▶ **Requirement**
Once you reach the line containing "use serde::Serialize;" in the data below, restate each line word for word up to and including the one containing "inside the reporting window".
======== Entries shown ========
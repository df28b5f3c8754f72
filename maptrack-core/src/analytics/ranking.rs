//! Ranked map view
//!
//! Turns a store snapshot into a ranked list of maps for a reporting
//! window, each row carrying a fixed 7-day momentum trend.
//!
//! Ordering is total play time descending; ties break on map id lexical
//! order (the aggregation iterates a `BTreeMap` and the sort is stable),
//! so equal totals always rank deterministically.

use chrono::{DateTime, Utc};
use serde::Serialize;

use super::{aggregate_range, trend_series};
use crate::trend::{classify, DeadzonePolicy, TrendDirection};
use crate::types::{MapMetadata, StoreData, TimeRange};

/// External source of display metadata, consulted before the store's own
/// metadata (e.g. a workshop catalog the overlay keeps elsewhere).
pub trait MetadataResolver {
    fn resolve(&self, map_id: &str) -> Option<MapMetadata>;
}

/// One row of the ranked view.
#[derive(Debug, Clone, Serialize)]
pub struct RankedMap {
    /// 1-based position after sorting
    pub rank: usize,
    pub map_id: String,
    pub title: Option<String>,
    pub thumbnail: Option<String>,
    /// Milliseconds played inside the reporting window
    pub time_played_ms: u64,
    /// In-window days with nonzero play time
    pub play_count: u64,
    /// Start of the most recent in-window day played
    pub last_played: Option<DateTime<Utc>>,
    /// Last 7 calendar days of play time, oldest first - always 7 days
    /// regardless of the reporting window
    pub trend: Vec<u64>,
    pub trend_direction: TrendDirection,
    pub trend_label: String,
}

/// Rank maps by play time within `range`.
///
/// Pure function of the snapshot; metadata comes from `resolver` first,
/// then the store's own metadata. Maps with no in-window play time do not
/// appear.
pub fn top_maps(
    data: &StoreData,
    range: TimeRange,
    now: DateTime<Utc>,
    resolver: Option<&dyn MetadataResolver>,
) -> Vec<RankedMap> {
    let per_map = aggregate_range(data, range, now);

    // BTreeMap iteration is lexical by map id; the stable sort preserves
    // that order for equal totals.
    let mut entries: Vec<_> = per_map.into_iter().collect();
    entries.sort_by(|a, b| b.1.total_ms.cmp(&a.1.total_ms));

    entries
        .into_iter()
        .enumerate()
        .map(|(idx, (map_id, agg))| {
            let meta = resolver
                .and_then(|r| r.resolve(&map_id))
                .or_else(|| data.maps.get(&map_id).cloned());
            let trend = trend_series(data, &map_id, now);
            let classified = classify(&trend, DeadzonePolicy::ranking());

            RankedMap {
                rank: idx + 1,
                map_id,
                title: meta.as_ref().and_then(|m| m.title.clone()),
                thumbnail: meta.as_ref().and_then(|m| m.thumbnail.clone()),
                time_played_ms: agg.total_ms,
                play_count: agg.play_days,
                last_played: agg.last_played,
                trend,
                trend_direction: classified.direction,
                trend_label: classified.label(),
            }
        })
        .collect()
}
========
▶ **Answer for the task**
use serde::Serialize;

use super::{aggregate_range, trend_series};
use crate::trend::{classify, DeadzonePolicy, TrendDirection};
use crate::types::{MapMetadata, StoreData, TimeRange};

/// External source of display metadata, consulted before the store's own
/// metadata (e.g. a workshop catalog the overlay keeps elsewhere).
pub trait MetadataResolver {
    fn resolve(&self, map_id: &str) -> Option<MapMetadata>;
}

/// One row of the ranked view.
#[derive(Debug, Clone, Serialize)]
pub struct RankedMap {
    /// 1-based position after sorting
    pub rank: usize,
    pub map_id: String,
    pub title: Option<String>,
    pub thumbnail: Option<String>,
    /// Milliseconds played inside the reporting window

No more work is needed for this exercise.